Business briefing
‘Extensive work’ from new tax law
The acting head of the IRS says the current tax-filing season has gone well while acknowledging the challenge the cash-strapped agency faces of administering the new tax law that will affect 2019 returns.
Acting IRS Commissioner David Kautter told Congress Thursday that some 79 million refunds totaling about $226 billion have been issued as of April 6, averaging $2,900 — up $13 from last year. Around 80 percent of returns claimed a refund.
The final year under the old tax regime, 2017, has to be accounted for by taxpayers in returns by Tuesday.
The agency, pummeled for years by criticism from congressional Republicans and funding cuts, now must administer and enforce the most sweeping overhaul of the U.S. tax code in three decades.
Kautter told the Senate Finance Committee that the new law “requires extensive work by the IRS this year and next.” The paperwork alone is immense: About 450 forms and instructions will have to be amended.
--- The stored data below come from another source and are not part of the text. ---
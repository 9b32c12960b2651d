use logos::{FilterResult, Logos};

#[derive(Logos, Debug, PartialEq, Clone)]
pub enum Token {
    // Comments, whitespace and preprocessor includes (skipped)
    #[regex(r"//[^\n]*", logos::skip)]
    #[token("/*", block_comment)]
    #[regex(r"[ \t\r\n]+", logos::skip)]
    #[regex(r"#include[^\n]*", logos::skip, priority = 10)]
    Comment,

    // Delimiters
    #[token("{")]
    LBrace,

    #[token("}")]
    RBrace,

    #[token("<")]
    LAngle,

    #[token(">")]
    RAngle,

    #[token("(")]
    LParen,

    #[token(")")]
    RParen,

    // Operators and separators
    #[token("=")]
    Equals,

    #[token(";")]
    Semicolon,

    #[token(":")]
    Colon,

    #[token(",")]
    Comma,

    #[token("|")]
    Pipe,

    #[token("&")]
    Ampersand,

    #[token("/")]
    Slash,

    // Integer cells
    #[regex(r"0[xX][0-9a-fA-F]+", |lex| i64::from_str_radix(&lex.slice()[2..], 16).ok())]
    #[regex(r"-?[0-9]+", |lex| lex.slice().parse::<i64>().ok())]
    Number(Option<i64>),

    // String literals
    #[regex(r#""([^"\\]|\\.)*""#, |lex| {
        let s = lex.slice();
        s[1..s.len()-1].to_string()
    })]
    String(String),

    // Node names, labels, property names and key names
    #[regex(r"[a-zA-Z_#][a-zA-Z0-9_,.+\-#@]*", |lex| lex.slice().to_string())]
    Identifier(String),
}

/// Skip to the closing `*/`; an unterminated comment is a lex error
fn block_comment(lex: &mut logos::Lexer<Token>) -> FilterResult<(), ()> {
    match lex.remainder().find("*/") {
        Some(end) => {
            lex.bump(end + 2);
            FilterResult::Skip
        }
        None => FilterResult::Error(()),
    }
}
mod common;

use numword_core::engine::ContinuationRule;
use numword_core::{Keycode, ModFlags, NumWordConfig};
use numword_dts::{compile_dts, Compiler, DtsError};
use pretty_assertions::assert_eq;

use common::{behaviors, BASIC_KEYMAP};

#[test]
fn test_compile_basic_keymap() {
    let definitions = compile_dts(BASIC_KEYMAP).expect("Failed to compile keymap");
    assert_eq!(definitions.len(), 1);

    let definition = &definitions[0];
    assert_eq!(definition.slot, 0);
    assert_eq!(definition.label.as_deref(), Some("num_word"));
    assert_eq!(definition.name, "num_word");

    let config = &definition.config;
    assert_eq!(config.mods, ModFlags::empty());
    assert_eq!(config.layer, Some(2));
    assert!(config.ignore_numbers);
    assert!(!config.ignore_alphas);
    assert!(!config.ignore_modifiers);
    assert_eq!(config.continuations.len(), 9);
    assert_eq!(config.continuations[0], ContinuationRule::from(Keycode::key(0x2A)));
    assert_eq!(config.continuations[2], ContinuationRule::from(Keycode::key(0x37)));
}

#[test]
fn test_defaults_when_properties_absent() {
    let input = behaviors(
        r#"
        nw: num_word {
            compatible = "zmk,behavior-num-word";
        };
"#,
    );
    let definitions = compile_dts(&input).unwrap();
    assert_eq!(definitions[0].config, NumWordConfig::default());
}

#[test]
fn test_layer_minus_one_means_none() {
    let input = behaviors(
        r#"
        nw: num_word {
            compatible = "zmk,behavior-num-word";
            layers = <(-1)>;
            mods = <(MOD_LSFT|MOD_RALT)>;
        };
"#,
    );
    let definitions = compile_dts(&input).unwrap();
    let config = &definitions[0].config;
    assert_eq!(config.layer, None);
    assert_eq!(config.mods, ModFlags::LSFT | ModFlags::RALT);
}

#[test]
fn test_continue_list_wrappers_and_raw_values() {
    let input = behaviors(
        r#"
        nw: num_word {
            compatible = "zmk,behavior-num-word";
            continue-list = <LS(MINUS) LS(LC(N1)) UNDERSCORE 0x0007002D>;
        };
"#,
    );
    let definitions = compile_dts(&input).unwrap();
    let rules = &definitions[0].config.continuations;

    assert_eq!(rules[0], ContinuationRule::new(0x07, 0x2D, ModFlags::LSFT));
    assert_eq!(
        rules[1],
        ContinuationRule::new(0x07, 0x1E, ModFlags::LSFT | ModFlags::LCTL)
    );
    assert_eq!(rules[2], ContinuationRule::new(0x07, 0x2D, ModFlags::LSFT));
    assert_eq!(rules[3], ContinuationRule::new(0x07, 0x2D, ModFlags::empty()));
}

#[test]
fn test_slots_follow_document_order() {
    let input = behaviors(
        r#"
        nw: num_word {
            compatible = "zmk,behavior-num-word";
            layers = <1>;
        };
        other {
            unrelated = <1>;
        };
        nw_shift: num_word_shift {
            compatible = "zmk,behavior-num-word";
            mods = <MOD_LSFT>;
        };
"#,
    );
    let definitions = compile_dts(&input).unwrap();
    let summary: Vec<(usize, Option<&str>)> = definitions
        .iter()
        .map(|d| (d.slot, d.label.as_deref()))
        .collect();
    assert_eq!(summary, vec![(0, Some("nw")), (1, Some("nw_shift"))]);
}

#[test]
fn test_override_block_replaces_properties() {
    let input = format!(
        "{}\n&nw {{\n    layers = <4>;\n    ignore-alphas;\n}};\n",
        behaviors(
            r#"
        nw: num_word {
            compatible = "zmk,behavior-num-word";
            layers = <2>;
        };
"#
        )
    );
    let definitions = compile_dts(&input).unwrap();
    let config = &definitions[0].config;
    assert_eq!(config.layer, Some(4));
    assert!(config.ignore_alphas);
}

#[test]
fn test_override_of_unknown_label() {
    let input = "&missing {\n    layers = <1>;\n};\n";
    match compile_dts(input) {
        Err(DtsError::UnknownLabel(label)) => assert_eq!(label, "missing"),
        other => panic!("Expected unknown label error, got {:?}", other),
    }
}

#[test]
fn test_unknown_key_in_continue_list() {
    let input = "/ {\n    nw: num_word {\n        compatible = \"zmk,behavior-num-word\";\n        continue-list = <BSPC NOT_A_KEY>;\n    };\n};\n";
    match compile_dts(input) {
        Err(DtsError::UnknownKey { line, name }) => {
            assert_eq!(line, 4);
            assert_eq!(name, "NOT_A_KEY");
        }
        other => panic!("Expected unknown key error, got {:?}", other),
    }
}

#[test]
fn test_unknown_key_reports_cell_line() {
    let input = "/ {\n    nw: num_word {\n        compatible = \"zmk,behavior-num-word\";\n        continue-list = <BSPC\n            DEL\n            LS(NOPE)\n        >;\n    };\n};\n";
    match compile_dts(input) {
        Err(DtsError::UnknownKey { line, name }) => {
            assert_eq!(line, 6);
            assert_eq!(name, "NOPE");
        }
        other => panic!("Expected unknown key error, got {:?}", other),
    }
}

#[test]
fn test_block_comments_in_keymap() {
    let input = r#"
/*
 * Copyright (c) 2024 The ZMK Contributors
 * SPDX-License-Identifier: MIT
 */
/ {
    /* behaviors */
    behaviors {
        nw: num_word { /* trailing ** comment **/
            compatible = "zmk,behavior-num-word";
            continue-list = <BSPC /* back */ DEL>;
        };
    };
};
"#;
    let definitions = compile_dts(input).expect("Failed to compile keymap with comments");
    assert_eq!(definitions.len(), 1);
    assert_eq!(definitions[0].config.continuations.len(), 2);
}

#[test]
fn test_invalid_property_values() {
    let cases = [
        ("layers = <128>;", "layers"),
        ("layers = <1 2>;", "layers"),
        ("mods = <0x100>;", "mods"),
        ("ignore-alphas = <1>;", "ignore-alphas"),
        ("continue-list = <&kp>;", "continue-list"),
    ];

    for (body, expected) in cases {
        let input = behaviors(&format!(
            "        nw: num_word {{\n            compatible = \"zmk,behavior-num-word\";\n            {}\n        }};",
            body
        ));
        match compile_dts(&input) {
            Err(DtsError::InvalidProperty { node, property, .. }) => {
                assert_eq!(node, "num_word", "case: {}", body);
                assert_eq!(property, expected, "case: {}", body);
            }
            other => panic!("Expected invalid property for '{}', got {:?}", body, other),
        }
    }
}

#[test]
fn test_parse_error_reports_line() {
    let input = "/ {\n    nw: num_word {\n        layers = <2>\n    };\n};\n";
    match compile_dts(input) {
        Err(DtsError::Parse { line, message }) => {
            assert_eq!(line, 4);
            assert!(message.contains("Semicolon"), "message: {}", message);
        }
        other => panic!("Expected parse error, got {:?}", other),
    }
}

#[test]
fn test_lexer_error_on_stray_character() {
    let input = "/ {\n    nw: num_word {\n        layers = <2> $;\n    };\n};\n";
    match compile_dts(input) {
        Err(DtsError::Parse { line, message }) => {
            assert_eq!(line, 3);
            assert!(message.contains("Unexpected token"), "message: {}", message);
        }
        other => panic!("Expected parse error, got {:?}", other),
    }
}

#[test]
fn test_no_behaviors() {
    let compiler = Compiler::default();
    let ast = numword_dts::parser::Parser::new("/ {\n};\n").parse().unwrap();
    assert!(compiler.compile(ast).unwrap().is_empty());
}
Sen. Orrin Hatch, R-Utah, the panel’s chairman, said the new burden falls on an agency with a history of mismanagement and taxpayer abuse that is laboring under funding and technology deficits.
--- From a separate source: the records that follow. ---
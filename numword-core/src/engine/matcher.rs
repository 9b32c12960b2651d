use log::debug;

use super::config::ContinuationRule;
use crate::types::ModFlags;

/// Decides whether a keystroke is an allow-listed continuation
pub struct ContinuationMatcher<'a> {
    rules: &'a [ContinuationRule],
}

impl<'a> ContinuationMatcher<'a> {
    pub fn new(rules: &'a [ContinuationRule]) -> Self {
        Self { rules }
    }

    /// Find the first rule matching the usage under the combined implicit and
    /// explicit modifiers. An empty allow-list never matches.
    pub fn find_match(
        &self,
        usage_page: u16,
        usage_id: u32,
        implicit_modifiers: ModFlags,
        explicit_modifiers: ModFlags,
    ) -> Option<&'a ContinuationRule> {
        let available = implicit_modifiers | explicit_modifiers;

        self.rules.iter().find(|rule| {
            debug!(
                "Comparing with 0x{:02X} - 0x{:02X} (with implicit mods: 0x{:02X})",
                rule.page,
                rule.id,
                rule.implicit_modifiers.bits()
            );
            rule.matches(usage_page, usage_id, available)
        })
    }

    pub fn matches(
        &self,
        usage_page: u16,
        usage_id: u32,
        implicit_modifiers: ModFlags,
        explicit_modifiers: ModFlags,
    ) -> bool {
        let found = self
            .find_match(usage_page, usage_id, implicit_modifiers, explicit_modifiers)
            .is_some();
        if found {
            debug!(
                "Continuing num-word, found included usage: 0x{:02X} - 0x{:02X}",
                usage_page, usage_id
            );
        }
        found
    }
}
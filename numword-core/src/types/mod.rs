pub mod keycode;
pub mod modifiers;
pub mod usage;

pub use keycode::*;
pub use modifiers::*;
pub use usage::*;
use anyhow::{Context, Result};
use clap::Parser;
use numword_core::Keycode;
use numword_dts::compile_dts_file;
use std::path::PathBuf;

#[derive(Parser, Debug)]
#[command(author, version, about = "Validate num-word behaviors in a devicetree file", long_about = None)]
struct Args {
    /// Input devicetree (.dts / .keymap / .dtsi) file path
    input: PathBuf,

    /// Enable verbose output
    #[arg(short, long)]
    verbose: bool,
}

fn main() -> Result<()> {
    let args = Args::parse();

    env_logger::Builder::from_default_env()
        .filter_level(if args.verbose {
            log::LevelFilter::Debug
        } else {
            log::LevelFilter::Warn
        })
        .init();

    let definitions = compile_dts_file(&args.input)
        .with_context(|| format!("failed to compile {}", args.input.display()))?;

    if definitions.is_empty() {
        println!("No num-word behaviors found in {}", args.input.display());
        return Ok(());
    }

    for definition in &definitions {
        let config = &definition.config;
        let label = definition.label.as_deref().unwrap_or("-");
        println!("[{}] {} (label: {})", definition.slot, definition.name, label);
        println!("  mods:             {}", config.mods);
        match config.layer {
            Some(layer) => println!("  layer:            {}", layer),
            None => println!("  layer:            none"),
        }
        println!("  ignore-alphas:    {}", config.ignore_alphas);
        println!("  ignore-numbers:   {}", config.ignore_numbers);
        println!("  ignore-modifiers: {}", config.ignore_modifiers);
        if config.continuations.is_empty() {
            println!("  continue-list:    (empty)");
        } else {
            println!("  continue-list:");
            for rule in &config.continuations {
                let keycode = Keycode::new(rule.page, rule.id).with_mods(rule.implicit_modifiers);
                println!(
                    "    {:<16} page 0x{:02X} id 0x{:02X} requires {}",
                    keycode.to_string(),
                    rule.page,
                    rule.id,
                    rule.implicit_modifiers
                );
            }
        }
    }

    Ok(())
}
Uber to do annual criminal checks
Uber will start doing annual criminal background checks on U.S. drivers and hire a company that constantly monitors criminal arrests as it tries to do a better job of keeping riders safe.
The move announced Thursday is another by the ride-hailing company under new CEO Dara Khosrowshahi, who said the changes aren’t just being done to polish the company’s image. “The announcements that we’re making are just a step along the way of making Uber fundamentally safer for drivers and riders,” he said.
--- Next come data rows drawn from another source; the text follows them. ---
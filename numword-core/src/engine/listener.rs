//! Keycode listener: stamps implicit modifiers and ends num-word on breaking keys

use log::debug;

use super::classify::{is_alpha, is_numeric};
use super::config::NumWordConfig;
use super::event::{Event, EventResult, KeycodeStateChanged};
use super::matcher::ContinuationMatcher;
use super::registry::InstanceRegistry;
use crate::host::{HidState, Host};
use crate::types::HID_USAGE_KEY;

/// Handle one bus event. Always bubbles; the event is only ever modified by
/// OR-ing modifiers into `implicit_modifiers`.
pub fn keycode_state_changed_listener(
    registry: &mut InstanceRegistry,
    host: &mut impl Host,
    event: &mut Event,
) -> EventResult {
    let Some(ev) = event.as_keycode_state_changed_mut() else {
        return EventResult::Bubble;
    };
    if !ev.state {
        return EventResult::Bubble;
    }

    // Each instance is stamped and tested before the next one looks at the event
    for (slot, instance) in registry.iter_mut() {
        if !instance.is_active() {
            continue;
        }

        enhance_usage(instance.config(), ev);

        if breaks_num_word(instance.config(), &*host, ev) {
            debug!(
                "Deactivating num-word in slot {} for 0x{:02X} - 0x{:02X}",
                slot, ev.usage_page, ev.keycode
            );
            instance.deactivate(host);
        }
    }

    EventResult::Bubble
}

/// Apply the instance's modifiers to alphabetic keyboard usages
pub fn enhance_usage(config: &NumWordConfig, ev: &mut KeycodeStateChanged) {
    if ev.usage_page != HID_USAGE_KEY || !is_alpha(ev.keycode) {
        return;
    }

    debug!(
        "Enhancing usage 0x{:02X} with modifiers: 0x{:02X}",
        ev.keycode,
        config.mods.bits()
    );
    ev.implicit_modifiers |= config.mods;
}

/// Whether a press ends num-word for this configuration.
/// Reads the event after stamping.
pub fn breaks_num_word(
    config: &NumWordConfig,
    hid: &impl HidState,
    ev: &KeycodeStateChanged,
) -> bool {
    if is_alpha(ev.keycode) && config.ignore_alphas {
        return false;
    }
    if is_numeric(ev.keycode) && config.ignore_numbers {
        return false;
    }
    if hid.is_mod(ev.usage_page, ev.keycode) && config.ignore_modifiers {
        return false;
    }

    !ContinuationMatcher::new(&config.continuations).matches(
        ev.usage_page,
        ev.keycode,
        ev.implicit_modifiers,
        hid.explicit_mods(),
    )
}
Other features include buttons in the Uber app that allow riders to call 911, as well as app refinements that make it easier for riders to share their whereabouts with friends or loved ones.
Tesla removed from probe group
Federal safety investigators have booted electric car maker Tesla Inc. from the group investigating a fatal crash in California that involved an SUV operating with the company’s Autopilot system.
The National Transportation Safety Board said Thursday it removed Tesla as a party to the investigation after the company prematurely made information public.
“Tesla violated the party agreement by releasing investigative information before it was vetted and confirmed by the NTSB,” the agency said. “Such releases of incomplete information often lead to speculation and incorrect assumptions about the probable cause of a crash.”